WASHINGTON — Senate Majority Leader Tom Daschle (D-S.D.) came to the National Naval Medical Center on Wednesday to thank the microbiologists who identified the anthrax that threatened his staff, view the deadly bacteria under a microscope and pitch a plan for billions of dollars to counter bioterrorism.
At the same time, Sen. Dianne Feinstein (D-Calif.) was pushing legislation to impose strict controls on who can handle anthrax and other deadly agents that can be turned into weapons. And a House Judiciary panel was moving to criminalize anthrax hoaxes.
On Capitol Hill, where legislators have been jolted in recent weeks by the anthrax scare, bioterrorism has become an unstoppable issue--likely to be addressed on multiple fronts before Congress finishes for the year.
Some legislation should draw little opposition. No legislator will argue that people have a right to scare the public with the joking or malicious use of suspicious white powder that turns out to be talcum or sugar. Nor will anyone quibble with efforts to track down how many laboratories stock anthrax for legitimate research.
But efforts to pour more money immediately into the anti-bioterrorism campaign could meet resistance from President Bush.
So far the administration has proposed spending $1.5 billion to answer the threats.
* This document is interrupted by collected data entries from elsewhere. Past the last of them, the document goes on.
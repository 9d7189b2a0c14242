//! sao-portfolio: allocator
//!
//! Responsibilities (pure, no IO, no price lookups):
//! - Accept a validated [`AllocationRequest`] (built by `RequestBuilder`).
//! - Formulate and solve the integer program for the request's mode.
//! - Produce a [`PurchasePlan`] with whole units, realized weights and
//!   leftover cash, or surface the solver status verbatim.
//!
//! Design notes:
//! - A plan only exists for an optimal solve. Infeasible / Unbounded /
//!   NotSolved never produce a partial or zero plan.
//! - Rounded solver output is re-checked with `constraints::check_plan`; a
//!   solution that fails the checks is reported as `NotSolved`.
//! - No constraint relaxation or retry happens here.

use crate::constraints::{check_plan, PlanLimits};
use crate::error::AllocationError;
use crate::plan::PurchasePlan;
use crate::program::IntegerProgram;
use crate::request::AllocationRequest;
use crate::types::SolveStatus;

/// Default width of the near-full-deployment band (currency units).
pub const DEFAULT_DEPLOYMENT_BAND: f64 = 100.0;

// ─── AllocatorConfig ─────────────────────────────────────────────────────────

/// Solver-side settings shared by every request an allocator handles.
///
/// `deployment_band`: in MinimizeDeviation mode, Σcost must be at least
/// `budget − deployment_band`. Ignored in MaximizeDeployment mode.
#[derive(Clone, Debug, PartialEq)]
pub struct AllocatorConfig {
    pub deployment_band: f64,
}

impl Default for AllocatorConfig {
    fn default() -> Self {
        Self {
            deployment_band: DEFAULT_DEPLOYMENT_BAND,
        }
    }
}

// ─── Allocator ───────────────────────────────────────────────────────────────

/// Integer allocation optimizer.
///
/// Stateless between calls: the same request always yields the same plan
/// (modulo the solver's choice among equally optimal integer solutions).
#[derive(Clone, Debug, Default)]
pub struct Allocator {
    config: AllocatorConfig,
}

impl Allocator {
    pub fn new(config: AllocatorConfig) -> Self {
        Self { config }
    }

    pub fn config(&self) -> &AllocatorConfig {
        &self.config
    }

    /// Solve one request. The request is consumed: one request, one outcome.
    pub fn allocate(&self, request: AllocationRequest) -> Result<PurchasePlan, AllocationError> {
        let band = self.config.deployment_band;
        if !band.is_finite() || band < 0.0 {
            return Err(AllocationError::invalid(format!(
                "deployment_band must be finite and >= 0 (got {band})"
            )));
        }

        let units = match IntegerProgram::new(&request, band).solve() {
            Ok(u) => u,
            Err(e) => {
                tracing::info!(mode = %request.mode(), error = %e, "allocation produced no plan");
                return Err(e);
            }
        };

        let plan = PurchasePlan::derive(&request, &units);

        let limits = PlanLimits::new(request.budget(), request.mode(), band);
        let violations = check_plan(&plan, &limits);
        if !violations.is_empty() {
            for v in &violations {
                tracing::warn!(violation = %v, "rounded solver solution rejected");
            }
            return Err(AllocationError::NoPlan {
                status: SolveStatus::NotSolved,
            });
        }

        tracing::info!(
            mode = %plan.mode,
            status = %plan.status,
            total_invested = plan.total_invested,
            leftover_cash = plan.leftover_cash,
            positions = plan.position_count(),
            "allocation solved"
        );

        Ok(plan)
    }
}

// ─── Tests ────────────────────────────────────────────────────────────────────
Those emergency funds would be added to $345 million budgeted for bioterrorism programs in the Department of Health and Human Services. Health and Human Services Secretary Tommy G. Thompson said last month that the proposal would substantially strengthen government capabilities by investing in state and local readiness and expanding stocks of smallpox vaccine, antibiotics and other medical supplies.
This week, the administration also announced that it would channel $175 million to the U.S. Postal Service to buy irradiation equipment to sanitize mail and take other steps to protect postal workers.
But senators from both parties are talking about doubling the Bush proposal, and House Democrats--eager to push a politically popular spending measure in opposition to Republican-sponsored tax cuts--would more than quadruple it.
Daschle has a personal stake in the matter. Twenty of his aides who work in the Hart Senate Office Building were found to be exposed to anthrax spores after a letter addressed to him was opened there Oct. 15. Health officials say none has shown signs of actual illness; all the aides and many others who were in the area at the time are taking precautionary antibiotics.